**Collected data:**
▼

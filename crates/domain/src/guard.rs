use serde::{Deserialize, Serialize};

use crate::{Capability, EmailAddress, PolicyUser, Role};

/// Deployment switches that relax page guards.
#[derive(Debug, Clone, Default, PartialEq, Eq)]
pub struct GuardSettings {
    /// Admits every active user to every page. Meant for local development.
    pub development_bypass: bool,
    /// Support accounts admitted to every page regardless of role or status.
    pub support_emails: Vec<EmailAddress>,
}

impl GuardSettings {
    /// Returns whether a signed-in email belongs to a configured support account.
    ///
    /// The email is the one asserted by the identity provider, compared after
    /// the usual normalization.
    #[must_use]
    pub fn is_support_email(&self, email: Option<&str>) -> bool {
        email
            .and_then(|email| EmailAddress::new(email).ok())
            .is_some_and(|email| self.support_emails.contains(&email))
    }
}

/// Why a guard refused a signed-in user.
#[derive(Debug, Clone, Copy, PartialEq, Eq, Serialize, Deserialize)]
#[serde(rename_all = "snake_case", tag = "reason", content = "capability")]
pub enum DenialReason {
    /// The account is disabled.
    Inactive,
    /// The user's role is not on the guard's allow-list.
    RoleNotAllowed,
    /// The role is allowed but the required capability is missing.
    MissingGrant(Capability),
}

impl DenialReason {
    /// Returns the message shown on the access-denied screen.
    #[must_use]
    pub fn message(&self) -> &'static str {
        match self {
            Self::Inactive => "Sua conta está inativa. Entre em contato com o administrador.",
            Self::RoleNotAllowed | Self::MissingGrant(_) => {
                "Você não tem permissão para acessar esta página."
            }
        }
    }
}

/// Outcome of a guard evaluation.
#[derive(Debug, Clone, Copy, PartialEq, Eq, Serialize, Deserialize)]
#[serde(rename_all = "snake_case", tag = "decision", content = "detail")]
pub enum AccessDecision {
    /// Render the page.
    Granted,
    /// Nobody is signed in; send to sign-in.
    Unauthenticated,
    /// Signed in but refused.
    Denied(DenialReason),
}

impl AccessDecision {
    /// Returns whether the page may render.
    #[must_use]
    pub fn is_granted(&self) -> bool {
        matches!(self, Self::Granted)
    }
}

/// Role allow-list plus an optional capability protecting one page.
#[derive(Debug, Clone, PartialEq, Eq, Serialize, Deserialize)]
pub struct AccessGuard {
    allowed: Vec<Role>,
    requirement: Option<Capability>,
}

impl AccessGuard {
    /// Creates a guard admitting the listed roles.
    #[must_use]
    pub fn allow(roles: &[Role]) -> Self {
        Self {
            allowed: roles.to_vec(),
            requirement: None,
        }
    }

    /// Additionally requires a capability.
    #[must_use]
    pub fn requiring(mut self, capability: Capability) -> Self {
        self.requirement = Some(capability);
        self
    }

    /// Returns the allowed roles.
    #[must_use]
    pub fn allowed(&self) -> &[Role] {
        &self.allowed
    }

    /// Returns the required capability, if any.
    #[must_use]
    pub fn requirement(&self) -> Option<Capability> {
        self.requirement
    }

    /// Decides whether the user may open the guarded page.
    ///
    /// `identity_email` is the signed-in email from the identity provider, not
    /// the one stored on the tenant user.
    #[must_use]
    pub fn evaluate(
        &self,
        user: Option<&PolicyUser>,
        identity_email: Option<&str>,
        settings: &GuardSettings,
    ) -> AccessDecision {
        let Some(user) = user else {
            return AccessDecision::Unauthenticated;
        };

        if settings.is_support_email(identity_email) {
            return AccessDecision::Granted;
        }

        if !user.is_active() {
            return AccessDecision::Denied(DenialReason::Inactive);
        }

        if settings.development_bypass {
            return AccessDecision::Granted;
        }

        if !self.allowed.contains(&user.role()) {
            return AccessDecision::Denied(DenialReason::RoleNotAllowed);
        }

        match self.requirement {
            Some(capability) if !capability.evaluate(Some(user)) => {
                AccessDecision::Denied(DenialReason::MissingGrant(capability))
            }
            _ => AccessDecision::Granted,
        }
    }
}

▲

**WHAT IS NEEDED:**
None of the records may be omitted; each is to be printed exactly.

**RESPONSE AREA:**
filename crates/domain/src/guard.rs
use serde::{Deserialize, Serialize};

use crate::{Capability, EmailAddress, PolicyUser, Role};

/// Deployment switches that relax page guards.
#[derive(Debug, Clone, Default, PartialEq, Eq)]
pub struct GuardSettings {
    /// Admits every active user to every page. Meant for local development.
    pub development_bypass: bool,
    /// Support accounts admitted to every page regardless of role or status.
    pub support_emails: Vec<EmailAddress>,
}

impl GuardSettings {
    /// Returns whether a signed-in email belongs to a configured support account.
    ///
    /// The email is the one asserted by the identity provider, compared after
    /// the usual normalization.
    #[must_use]
    pub fn is_support_email(&self, email: Option<&str>) -> bool {
        email
            .and_then(|email| EmailAddress::new(email).ok())
            .is_some_and(|email| self.support_emails.contains(&email))
    }
}

/// Why a guard refused a signed-in user.
#[derive(Debug, Clone, Copy, PartialEq, Eq, Serialize, Deserialize)]
#[serde(rename_all = "snake_case", tag = "reason", content = "capability")]
pub enum DenialReason {
    /// The account is disabled.
    Inactive,
    /// The user's role is not on the guard's allow-list.
    RoleNotAllowed,
    /// The role is allowed but the required capability is missing.
    MissingGrant(Capability),
}

impl DenialReason {
    /// Returns the message shown on the access-denied screen.
    #[must_use]
    pub fn message(&self) -> &'static str {
        match self {
            Self::Inactive => "Sua conta está inativa. Entre em contato com o administrador.",
            Self::RoleNotAllowed | Self::MissingGrant(_) => {
                "Você não tem permissão para acessar esta página."
            }
        }
    }
}

/// Outcome of a guard evaluation.
#[derive(Debug, Clone, Copy, PartialEq, Eq, Serialize, Deserialize)]
#[serde(rename_all = "snake_case", tag = "decision", content = "detail")]
pub enum AccessDecision {
    /// Render the page.
    Granted,
    /// Nobody is signed in; send to sign-in.
    Unauthenticated,
    /// Signed in but refused.
    Denied(DenialReason),
}

impl AccessDecision {
    /// Returns whether the page may render.
    #[must_use]
    pub fn is_granted(&self) -> bool {
        matches!(self, Self::Granted)
    }
}

/// Role allow-list plus an optional capability protecting one page.
#[derive(Debug, Clone, PartialEq, Eq, Serialize, Deserialize)]
pub struct AccessGuard {
    allowed: Vec<Role>,
    requirement: Option<Capability>,
}

impl AccessGuard {
    /// Creates a guard admitting the listed roles.
    #[must_use]
    pub fn allow(roles: &[Role]) -> Self {
        Self {
            allowed: roles.to_vec(),
            requirement: None,
        }
    }

    /// Additionally requires a capability.
    #[must_use]
    pub fn requiring(mut self, capability: Capability) -> Self {
        self.requirement = Some(capability);
        self
    }

    /// Returns the allowed roles.
    #[must_use]
    pub fn allowed(&self) -> &[Role] {
        &self.allowed
    }

    /// Returns the required capability, if any.
    #[must_use]
    pub fn requirement(&self) -> Option<Capability> {
        self.requirement
    }

    /// Decides whether the user may open the guarded page.
    ///
    /// `identity_email` is the signed-in email from the identity provider, not
    /// the one stored on the tenant user.
    #[must_use]
    pub fn evaluate(
        &self,
        user: Option<&PolicyUser>,
        identity_email: Option<&str>,
        settings: &GuardSettings,
    ) -> AccessDecision {
        let Some(user) = user else {
            return AccessDecision::Unauthenticated;
        };

        if settings.is_support_email(identity_email) {
            return AccessDecision::Granted;
        }

        if !user.is_active() {
            return AccessDecision::Denied(DenialReason::Inactive);
        }

        if settings.development_bypass {
            return AccessDecision::Granted;
        }

        if !self.allowed.contains(&user.role()) {
            return AccessDecision::Denied(DenialReason::RoleNotAllowed);
        }

        match self.requirement {
            Some(capability) if !capability.evaluate(Some(user)) => {
                AccessDecision::Denied(DenialReason::MissingGrant(capability))
            }
            _ => AccessDecision::Granted,
        }
    }
}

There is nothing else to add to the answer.